Dos enigmas sin resolver: la recaudación y el mercado de trabajo. Recuperado el tono económico global anterior a la pandemia, la recaudación fiscal se ha disparado hasta niveles nunca vistos a lo largo y ancho de Occidente. En parte, por el afloramiento de actividades sumergida —ayudas condicionadas a empresas y trabajadores; menores pagos en efectivo—; en parte, por la crecida inflacionaria. Pero aún faltan más elementos para entender el puzle en toda su extensión: es una de las dos cajas negras de esta crisis, sobre las que solo el tiempo arrojará luz.

La segunda es el paro. Especialmente, en EE UU, un país en el que, fiel a su idiosincrasia, se dejó hacer al mercado laboral y se optó por los cheques —y no por los ERTE— para proteger a sus ciudadanos. En aquellos días aciagos de abril de 2020, en los que la economía operaba al 50% y el mundo aguardaba desde su casa una reapertura que parecía que no llegaría nunca, casi uno de cada siete estadounidenses —el 14,7%— estaba desempleado, el máximo desde que hay datos. Hoy, solo uno de cada 30 no encuentra trabajo —el 3,6%—, el nivel más bajo desde mayo de 1969.

El empleo no solo aguantó mejor de lo que cabía prever en los momentos más duros de la pandemia, sino que su recuperación ha sido mucho más rápida de lo que nadie pudo atisbar. La inercia —los mercados de trabajo llegaron a la Gran Reclusión con mínimas tasas de vacantes a ambos lados del Atlántico— explica una parte de esta recuperación. En EE UU, las políticas antimigratorias de Trump también ofrecen una explicación adicional. Pero aún queda mucho por dilucidar.
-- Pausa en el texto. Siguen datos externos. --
//! Filesystem watching with debounced reloads.
//!
//! notify::RecommendedWatcher runs callbacks on an internal thread. Its
//! notifications are forwarded into a tokio channel that is read through a
//! single-shot [`WatchSubscription`]: the subscription is moved into a wait
//! task, handed back inside `AppEvent::FsChanged`, and re-armed by the app.
//! [`ReloadDebouncer`] turns a burst of those events into one reload.

use std::path::{Component, Path};
use std::time::Duration;

use anyhow::Result;
use notify::{EventKind, RecommendedWatcher, RecursiveMode, Watcher};
use tokio::sync::mpsc;

use crate::events::AppEvent;

pub struct FileWatcher {
    _watcher: RecommendedWatcher, // Drop stops watching
}

/// The receiving end of the raw notification stream.
#[derive(Debug)]
pub struct WatchSubscription {
    rx: mpsc::UnboundedReceiver<()>,
}

impl FileWatcher {
    /// Watch `root` recursively.
    pub fn start(root: &Path) -> Result<(Self, WatchSubscription)> {
        let (tx, rx) = mpsc::unbounded_channel();
        let mut watcher = RecommendedWatcher::new(
            move |res: notify::Result<notify::Event>| match res {
                Ok(event) if is_relevant(&event) => {
                    let _ = tx.send(());
                }
                Ok(_) => {}
                Err(e) => log::warn!("watch error: {e}"),
            },
            notify::Config::default(),
        )?;
        watcher.watch(root, RecursiveMode::Recursive)?;
        log::info!("watching {}", root.display());

        Ok((Self { _watcher: watcher }, WatchSubscription { rx }))
    }
}

/// Reads are not changes, and git's object store churns on every command.
/// The index and HEAD still count: they change what the status shows.
fn is_relevant(event: &notify::Event) -> bool {
    if matches!(event.kind, EventKind::Access(_)) {
        return false;
    }
    event.paths.is_empty() || event.paths.iter().any(|p| !is_git_internal(p))
}

fn is_git_internal(path: &Path) -> bool {
    let in_git_dir = path
        .components()
        .any(|c| c == Component::Normal(".git".as_ref()));
    let name = path.file_name().and_then(|n| n.to_str()).unwrap_or("");
    in_git_dir && !matches!(name, "index" | "HEAD")
}

impl WatchSubscription {
    /// A subscription fed by hand instead of a watcher.
    #[cfg(test)]
    pub fn detached() -> (mpsc::UnboundedSender<()>, Self) {
        let (tx, rx) = mpsc::unbounded_channel();
        (tx, Self { rx })
    }

    /// Wait for the next notification. Anything already queued behind it is
    /// absorbed into the same delivery.
    pub async fn next_change(mut self) -> AppEvent {
        if self.rx.recv().await.is_none() {
            log::debug!("watcher stopped");
            std::future::pending::<()>().await;
        }
        while self.rx.try_recv().is_ok() {}
        AppEvent::FsChanged(self)
    }
}

/// Coalesces change notifications into delayed reloads.
///
/// The timer is not reset by later notifications, so a continuous stream of
/// changes still reloads once per `delay`.
#[derive(Debug)]
pub struct ReloadDebouncer {
    delay: Duration,
    scheduled: bool,
}

impl ReloadDebouncer {
    pub fn new(delay: Duration) -> Self {
        Self {
            delay,
            scheduled: false,
        }
    }

    /// Returns the delay to schedule a reload after, or `None` when one is
    /// already pending.
    pub fn on_change(&mut self) -> Option<Duration> {
        if self.scheduled {
            return None;
        }
        self.scheduled = true;
        Some(self.delay)
    }

    /// The delay elapsed; the next notification starts a new window.
    pub fn on_fire(&mut self) {
        self.scheduled = false;
    }

    #[cfg(test)]
    pub fn is_scheduled(&self) -> bool {
        self.scheduled
    }
}

#[cfg(test)]
mod tests {
    use super::*;
    use crate::scheduler::{Scheduler, Task};
    use std::path::PathBuf;
    use tempfile::TempDir;

    const DELAY: Duration = Duration::from_millis(100);

    #[test]
    fn test_debouncer_absorbs_until_fired() {
        let mut debouncer = ReloadDebouncer::new(DELAY);
        assert_eq!(debouncer.on_change(), Some(DELAY));
        assert!(debouncer.is_scheduled());
        assert_eq!(debouncer.on_change(), None);
        assert_eq!(debouncer.on_change(), None);
        debouncer.on_fire();
        assert!(!debouncer.is_scheduled());
        assert_eq!(debouncer.on_change(), Some(DELAY));
    }

    #[tokio::test(start_paused = true)]
    async fn test_burst_produces_one_reload() {
        let (scheduler, mut rx) = Scheduler::new();
        let mut debouncer = ReloadDebouncer::new(DELAY);
        let start = tokio::time::Instant::now();

        for _ in 0..5 {
            if let Some(delay) = debouncer.on_change() {
                scheduler.schedule(Task::Debounce { delay });
            }
            tokio::time::sleep(Duration::from_millis(10)).await;
        }

        assert!(matches!(rx.recv().await, Some(AppEvent::DebouncedReload)));
        assert!(start.elapsed() >= DELAY);
        debouncer.on_fire();

        tokio::time::sleep(Duration::from_secs(1)).await;
        assert!(rx.try_recv().is_err());
    }

    #[tokio::test(start_paused = true)]
    async fn test_spaced_changes_each_reload() {
        let (scheduler, mut rx) = Scheduler::new();
        let mut debouncer = ReloadDebouncer::new(DELAY);
        let mut reloads = 0;

        for _ in 0..4 {
            if let Some(delay) = debouncer.on_change() {
                scheduler.schedule(Task::Debounce { delay });
            }
            if let Some(AppEvent::DebouncedReload) = rx.recv().await {
                reloads += 1;
                debouncer.on_fire();
            }
            tokio::time::sleep(Duration::from_millis(150)).await;
        }
        assert_eq!(reloads, 4);
    }

    #[test]
    fn test_git_internal_paths() {
        assert!(is_git_internal(&PathBuf::from("/r/.git/objects/ab/cdef")));
        assert!(!is_git_internal(&PathBuf::from("/r/.git/index")));
        assert!(!is_git_internal(&PathBuf::from("/r/src/main.rs")));
    }

    #[tokio::test]
    async fn test_watcher_delivers_change() {
        let dir = TempDir::new().unwrap();
        let (_watcher, subscription) = FileWatcher::start(dir.path()).unwrap();
        std::fs::write(dir.path().join("new.txt"), "hello").unwrap();

        let event = tokio::time::timeout(Duration::from_secs(5), subscription.next_change())
            .await
            .expect("no change notification");
        let AppEvent::FsChanged(subscription) = event else {
            panic!("expected FsChanged");
        };

        // Re-armed subscription keeps working.
        std::fs::write(dir.path().join("other.txt"), "again").unwrap();
        let again = tokio::time::timeout(Duration::from_secs(5), subscription.next_change()).await;
        assert!(again.is_ok());
    }
}
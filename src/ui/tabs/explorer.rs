//! Explorer tab rendering - file list on the left, preview on the right.

use ratatui::{
    prelude::*,
    widgets::{Block, Borders, List, ListItem, ListState, Paragraph},
};

use crate::files::format_size;
use crate::image_render::RenderedImage;
use crate::ui::{PALETTE, render_centered, render_scrollbar, truncate_to_width};
use crate::{App, PreviewBody};

/// Render the Explorer tab: current directory listing and the preview pane.
pub fn render_explorer_tab(app: &App, f: &mut Frame, list_area: Rect, preview_area: Rect) {
    render_file_list(app, f, list_area);
    let numbered = app.selected_file().is_some_and(|file| !file.is_dir);
    render_preview_pane(app, f, preview_area, numbered);
}

fn file_color(name: &str, is_dir: bool) -> Color {
    if is_dir {
        return PALETTE.dir_color;
    }
    let ext = name.rsplit_once('.').map(|(_, e)| e).unwrap_or("");
    match ext {
        "rs" => Color::Rgb(255, 140, 90),
        "py" | "sh" | "bash" | "zsh" => Color::Rgb(80, 200, 120),
        "js" | "jsx" => Color::Rgb(240, 220, 80),
        "ts" | "tsx" | "css" | "scss" => Color::Rgb(80, 160, 240),
        "json" | "toml" | "yaml" | "yml" => Color::Rgb(180, 140, 200),
        "md" | "txt" => Color::Rgb(180, 180, 180),
        "png" | "jpg" | "jpeg" | "gif" | "svg" | "webp" | "bmp" | "ico" => {
            Color::Rgb(200, 120, 200)
        }
        _ => PALETTE.fg,
    }
}

fn render_file_list(app: &App, f: &mut Frame, area: Rect) {
    let rel = app
        .current_path
        .strip_prefix(&app.root)
        .map(|p| p.display().to_string())
        .unwrap_or_default();
    let title = if rel.is_empty() {
        format!(" Files ({}) ", app.files.len())
    } else {
        format!(" {}/ ({}) ", rel, app.files.len())
    };
    let block = Block::default()
        .borders(Borders::ALL)
        .border_set(ratatui::symbols::border::PLAIN)
        .border_style(Style::default().fg(PALETTE.accent_primary))
        .title(title);

    let name_width = area.width.saturating_sub(16) as usize;
    let items: Vec<ListItem> = app
        .files
        .iter()
        .map(|file| {
            let color = file_color(&file.name, file.is_dir);
            let marker = if app.context.contains(&file.path) {
                Span::styled("● ", Style::default().fg(PALETTE.accent_secondary))
            } else {
                Span::raw("  ")
            };
            let name = if file.is_dir {
                format!("{}/", file.name)
            } else {
                file.name.clone()
            };
            let mut name_style = Style::default().fg(color);
            if file.is_hidden {
                name_style = name_style.add_modifier(Modifier::DIM);
            }
            let mut spans = vec![
                marker,
                Span::styled(truncate_to_width(&name, name_width), name_style),
            ];
            if !file.is_dir {
                spans.push(Span::styled(
                    format!(" {}", format_size(file.size)),
                    Style::default().fg(PALETTE.size_color),
                ));
            }
            ListItem::new(Line::from(spans))
        })
        .collect();

    if items.is_empty() {
        f.render_widget(block, area);
        render_centered(f, area, "(empty directory)");
        return;
    }

    let list = List::new(items)
        .block(block)
        .highlight_style(
            Style::default()
                .bg(PALETTE.selection_bg)
                .add_modifier(Modifier::BOLD),
        )
        .highlight_symbol("▎");
    let mut state = ListState::default().with_selected(Some(app.selected));
    f.render_stateful_widget(list, area, &mut state);
}

/// Render the preview pane: highlighted text, inline image, or a placeholder.
pub(crate) fn render_preview_pane(app: &App, f: &mut Frame, area: Rect, numbered: bool) {
    let preview = &app.preview;
    let name = preview
        .path
        .as_ref()
        .and_then(|p| p.file_name())
        .map(|n| n.to_string_lossy().to_string())
        .unwrap_or_else(|| "Preview".to_string());

    let (title, lines) = match &preview.body {
        PreviewBody::Empty => (format!(" {} ", name), Vec::new()),
        PreviewBody::Loading => (format!(" {} (loading...) ", name), Vec::new()),
        PreviewBody::Message(msg) => {
            let block = pane_block(format!(" {} ", name));
            f.render_widget(block, area);
            render_centered(f, area, msg);
            return;
        }
        PreviewBody::Text(content) => {
            let suffix = if content.truncated { ", truncated" } else { "" };
            let title = format!(" {} ({} lines{}) ", name, content.lines.len(), suffix);
            let lines = if numbered {
                with_line_numbers(&content.lines)
            } else {
                content.lines.clone()
            };
            (title, lines)
        }
        PreviewBody::Image(RenderedImage::Blocks(lines)) => {
            (format!(" {} (f to enlarge) ", name), lines.clone())
        }
        // Graphics-protocol payloads are only produced for the overlay.
        PreviewBody::Image(RenderedImage::Kitty(_)) => (format!(" {} ", name), Vec::new()),
    };

    let total = lines.len();
    let visible = area.height.saturating_sub(2) as usize;
    let scroll = (preview.scroll as usize).min(total.saturating_sub(visible));
    f.render_widget(
        Paragraph::new(lines)
            .block(pane_block(title))
            .scroll((scroll as u16, 0)),
        area,
    );
    render_scrollbar(f, area, total, scroll);
}

fn pane_block(title: String) -> Block<'static> {
    Block::default()
        .borders(Borders::ALL)
        .border_set(ratatui::symbols::border::PLAIN)
        .border_style(Style::default().fg(PALETTE.border_inactive))
        .title(title)
}

fn with_line_numbers(lines: &[Line<'static>]) -> Vec<Line<'static>> {
    let width = lines.len().to_string().len().max(3);
    let style = Style::default().fg(PALETTE.border_inactive);
    lines
        .iter()
        .enumerate()
        .map(|(i, line)| {
            let mut spans = vec![Span::styled(format!("{:>width$} │ ", i + 1), style)];
            spans.extend(line.spans.iter().cloned());
            Line::from(spans)
        })
        .collect()
}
“Aún lo estamos estudiando”, admite Doménech, de BBVA. “Si hace tres años nos dicen que hoy íbamos a estar donde estamos, incluso con una guerra en Europa de por medio, no nos lo creemos. Pero cuidado, porque esta policrisis aún no está vencida del todo”, avisa. “El riesgo ahora es que, en su juego de espejos con los mercados, los bancos centrales se pasen de frenada”, alerta Torralba, de Arcano.